Matt Damon is hard-working, conscientious, whip-smart, and good-looking -- in other words, he's pretty much perfect. While other movie stars of his caliber seem to resort only to starring in vacuous blockbusters, Damon tends to seek out daring and challenging roles.
This weekend, the 45-year-old will revisit his most iconic character in Jason Bourne. But it's worth asking: is the super-spy really his best role? Let's take a look through Damon's credits and determine that, shall we?
Before we begin, here are a few ground rules: no cameos (sorry, Mystic Pizza, EuroTrip, and The Zero Theorem), no voice work (too bad, Spirit: Stallion of the Cimarron, Titan A.E., or Happy Feet Two), and no TV movies (even one as singular as Behind the Candelabra). Sifting through it all, we have one major takeaway: Damon has appeared in his share of duds over the years, but he has never been bad in a movie. Believe it.
37. Britton Davis (Geronimo: An American Legend, 1993)
Director Walter Hill made some great movies in his heyday (see: The Warriors, 48 Hrs.). Geronimo: An American Legend is not one of them. Yet Damon, who plays the morally conflicted second lieutenant in this Western about the enslavement of the infamous Apache tribe leader, leaves the nearly two-hour movie unscathed. His performance shows the potential of an actor with a lot more to offer under better circumstances.
36. James Granger (The Monuments Men, 2014)
World War II soldiers become unlikely art collectors (retrievers, rather) in George Clooney's oversized dullard of a movie. Considering the talent involved (John Goodman, Bill Murray, Cate Blanchett) it's pretty remarkable that this one didn't amount to much. Damon, as always, turns in passable work as a museum curator turned protector of some of the most breathtaking works of art ever created. The movie ultimately proves that perhaps not all art is worth saving, though.
35. Gerry (Gerry, 2003)
Imagine Waiting for Godot, but without the profundity. That's Gerry, a movie about two dudes named Gerry (Damon and Casey Affleck) who amble through the desert and get lost. That's pretty much all that happens in the first entry of director Gus Van Sant's "death trilogy." It's sluggish, dull, and alienating. Given the semi-improvisational nature of the shoot, Damon does what he can with the material at hand.
34. Wilhelm Grimm (The Brothers Grimm, 2005)
Terry Gilliam's visually and sonically assaultive fantasy jams about 9,000 ideas into two hours. One of its few redeemable concepts is the pairing of Damon and Heath Ledger as brothers Will and Jacob Grimm, cursed con artists who go from town to town staging fake exorcisms. The chemistry between the two is so electric that it almost awakens a tired film.

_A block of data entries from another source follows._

// Session aggregate: participants, user stories, and vote state.

use chrono::{DateTime, SubsecRound, Utc};
use serde::{Deserialize, Serialize};

use crate::scale::VotingScale;

/// Title given to stories created without one.
pub const DEFAULT_STORY_TITLE: &str = "User Story";

/// Description of the story attached to every freshly created session.
pub const PLACEHOLDER_STORY_DESCRIPTION: &str =
    "As a user, I want to estimate story points so that I can plan my sprint effectively.";

// ---------------------------------------------------------------------------
// Participant
// ---------------------------------------------------------------------------

/// What a participant is allowed to do in a session.
#[derive(Debug, Clone, Copy, PartialEq, Eq, Hash, Serialize, Deserialize)]
#[serde(rename_all = "lowercase")]
pub enum Role {
    /// Controls reveal, reset, stories and membership. Does not vote.
    Moderator,
    /// Votes on stories.
    Participant,
    /// Watches without voting; excluded from vote counts.
    Observer,
}

impl Role {
    pub fn as_str(self) -> &'static str {
        match self {
            Role::Moderator => "moderator",
            Role::Participant => "participant",
            Role::Observer => "observer",
        }
    }
}

impl std::fmt::Display for Role {
    fn fmt(&self, f: &mut std::fmt::Formatter<'_>) -> std::fmt::Result {
        f.write_str(self.as_str())
    }
}

#[derive(Debug, Clone, PartialEq, Eq, Serialize, Deserialize)]
#[serde(rename_all = "camelCase")]
pub struct Participant {
    /// Opaque token generated by the joining client.
    pub id: String,
    /// Display name. Unique within a session, ignoring case.
    pub name: String,
    pub role: Role,
    #[serde(default)]
    pub has_voted: bool,
    #[serde(default, skip_serializing_if = "Option::is_none")]
    pub vote: Option<String>,
}

impl Participant {
    pub fn new(id: impl Into<String>, name: impl Into<String>, role: Role) -> Self {
        Participant {
            id: id.into(),
            name: name.into(),
            role,
            has_voted: false,
            vote: None,
        }
    }

    /// Drop any standing vote.
    pub fn clear_vote(&mut self) {
        self.vote = None;
        self.has_voted = false;
    }

    /// Case-insensitive name comparison used for join collisions.
    pub fn has_name(&self, name: &str) -> bool {
        self.name.to_lowercase() == name.trim().to_lowercase()
    }
}

// ---------------------------------------------------------------------------
// UserStory
// ---------------------------------------------------------------------------

#[derive(Debug, Clone, PartialEq, Eq, Serialize, Deserialize)]
#[serde(rename_all = "camelCase")]
pub struct UserStory {
    pub id: String,
    pub title: String,
    pub description: String,
    #[serde(default, skip_serializing_if = "Option::is_none")]
    pub acceptance_criteria: Option<String>,
    #[serde(default, skip_serializing_if = "Option::is_none")]
    pub estimate: Option<String>,
    #[serde(default)]
    pub is_completed: bool,
}

impl UserStory {
    pub fn new(
        id: impl Into<String>,
        title: impl Into<String>,
        description: impl Into<String>,
    ) -> Self {
        UserStory {
            id: id.into(),
            title: title.into(),
            description: description.into(),
            acceptance_criteria: None,
            estimate: None,
            is_completed: false,
        }
    }

    /// The story every new session starts with.
    pub fn placeholder(id: impl Into<String>) -> Self {
        UserStory::new(id, DEFAULT_STORY_TITLE, PLACEHOLDER_STORY_DESCRIPTION)
    }
}

/// Field-wise update for a story. `None` leaves the field untouched.
#[derive(Debug, Clone, Default, PartialEq, Eq)]
pub struct StoryPatch {
    pub title: Option<String>,
    pub description: Option<String>,
    pub acceptance_criteria: Option<Option<String>>,
    pub estimate: Option<Option<String>>,
    pub is_completed: Option<bool>,
}

impl StoryPatch {
    pub fn apply(&self, story: &mut UserStory) {
        if let Some(title) = &self.title {
            story.title = title.clone();
        }
        if let Some(description) = &self.description {
            story.description = description.clone();
        }
        if let Some(criteria) = &self.acceptance_criteria {
            story.acceptance_criteria = criteria.clone();
        }
        if let Some(estimate) = &self.estimate {
            story.estimate = estimate.clone();
        }
        if let Some(done) = self.is_completed {
            story.is_completed = done;
        }
    }
}

// ---------------------------------------------------------------------------
// Session
// ---------------------------------------------------------------------------

/// The shared state of one planning poker room.
///
/// Every client holds a full copy. Changes are made by producing a whole new
/// value and saving it; the store's change feed then hands the saved value to
/// every subscribed client.
#[derive(Debug, Clone, PartialEq, Eq, Serialize, Deserialize)]
#[serde(rename_all = "camelCase")]
pub struct Session {
    pub id: String,
    pub room_code: String,
    pub moderator_id: String,
    pub participants: Vec<Participant>,
    pub user_stories: Vec<UserStory>,
    pub current_story_index: usize,
    pub voting_scale: VotingScale,
    pub votes_visible: bool,
    pub is_active: bool,
    pub created_at: DateTime<Utc>,
}

impl Session {
    /// Build a fresh, active session owned by `moderator`.
    ///
    /// The moderator's role is forced to [`Role::Moderator`] and a single
    /// placeholder story is attached.
    pub fn create(
        id: impl Into<String>,
        room_code: impl Into<String>,
        mut moderator: Participant,
        voting_scale: VotingScale,
        first_story: UserStory,
    ) -> Self {
        moderator.role = Role::Moderator;
        moderator.clear_vote();
        Session {
            id: id.into(),
            room_code: room_code.into(),
            moderator_id: moderator.id.clone(),
            participants: vec![moderator],
            user_stories: vec![first_story],
            current_story_index: 0,
            voting_scale,
            votes_visible: false,
            is_active: true,
            // Stored rows keep millisecond precision.
            created_at: Utc::now().trunc_subsecs(3),
        }
    }

    pub fn participant(&self, id: &str) -> Option<&Participant> {
        self.participants.iter().find(|p| p.id == id)
    }

    pub fn participant_mut(&mut self, id: &str) -> Option<&mut Participant> {
        self.participants.iter_mut().find(|p| p.id == id)
    }

    /// Returns `true` if `id` is this session's moderator.
    pub fn is_moderator(&self, id: &str) -> bool {
        self.moderator_id == id
            && self
                .participant(id)
                .is_some_and(|p| p.role == Role::Moderator)
    }

    /// Find a participant other than `except_id` whose name matches `name`
    /// ignoring case.
    pub fn name_taken_by_other(&self, name: &str, except_id: &str) -> Option<&Participant> {
        self.participants
            .iter()
            .find(|p| p.has_name(name) && p.id != except_id)
    }

    pub fn current_story(&self) -> Option<&UserStory> {
        self.user_stories.get(self.current_story_index)
    }

    pub fn has_next_story(&self) -> bool {
        self.current_story_index + 1 < self.user_stories.len()
    }

    /// Clear every participant's vote and hide the votes.
    pub fn clear_votes(&mut self) {
        for p in &mut self.participants {
            p.clear_vote();
        }
        self.votes_visible = false;
    }

    /// Returns `true` when exactly one participant is a moderator and it is
    /// the one named by `moderator_id`.
    pub fn moderator_is_consistent(&self) -> bool {
        let mut moderators = self
            .participants
            .iter()
            .filter(|p| p.role == Role::Moderator);
        matches!(
            (moderators.next(), moderators.next()),
            (Some(m), None) if m.id == self.moderator_id
        )
    }
}

#[cfg(test)]
mod tests {
    use super::*;

    fn sample() -> Session {
        Session::create(
            "s1",
            "ABC123",
            Participant::new("alice", "Alice", Role::Participant),
            VotingScale::default(),
            UserStory::placeholder("story-1"),
        )
    }

    #[test]
    fn create_sets_moderator_and_placeholder_story() {
        let session = sample();
        assert_eq!(session.participants.len(), 1);
        assert_eq!(session.participants[0].role, Role::Moderator);
        assert_eq!(session.moderator_id, "alice");
        assert_eq!(session.user_stories.len(), 1);
        assert_eq!(session.current_story_index, 0);
        assert_eq!(
            session.current_story().unwrap().description,
            PLACEHOLDER_STORY_DESCRIPTION
        );
        assert!(!session.votes_visible);
        assert!(session.is_active);
        assert!(session.moderator_is_consistent());
    }

    #[test]
    fn name_lookup_ignores_case_and_self() {
        let mut session = sample();
        session
            .participants
            .push(Participant::new("bob", "Bob", Role::Participant));
        assert_eq!(session.name_taken_by_other("BOB", "x").unwrap().id, "bob");
        assert!(session.name_taken_by_other("bob", "bob").is_none());
        assert!(session.name_taken_by_other("Carol", "x").is_none());
    }

    #[test]
    fn moderator_consistency_detects_second_moderator() {
        let mut session = sample();
        session
            .participants
            .push(Participant::new("eve", "Eve", Role::Moderator));
        assert!(!session.moderator_is_consistent());
    }

    #[test]
    fn story_patch_only_touches_given_fields() {
        let mut story = UserStory::new("s", "Login", "As a user I log in");
        StoryPatch {
            estimate: Some(Some("5".into())),
            ..StoryPatch::default()
        }
        .apply(&mut story);
        assert_eq!(story.title, "Login");
        assert_eq!(story.estimate.as_deref(), Some("5"));
        assert!(!story.is_completed);
    }

    #[test]
    fn participant_serializes_camel_case_and_lowercase_role() {
        let mut p = Participant::new("p1", "Bob", Role::Observer);
        p.has_voted = true;
        let json = serde_json::to_value(&p).unwrap();
        assert_eq!(json["role"], "observer");
        assert_eq!(json["hasVoted"], true);
        assert!(json.get("vote").is_none());
    }
}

33. Charlie Dillon (School Ties, 1992)
This was the start of Damon and Ben Affleck's creative collaborations in Hollywood, in which Damon played an affluent, anti-Semitic New England prep-school student. Damon drew inspiration from his then-classmates at Harvard, who were thrilled to influence his performance. At 22, he demonstrated his ability to convey the darkness of a character, even if doing so invited the scorn of audiences.
32. John Grady Cole (All the Pretty Horses, 2000)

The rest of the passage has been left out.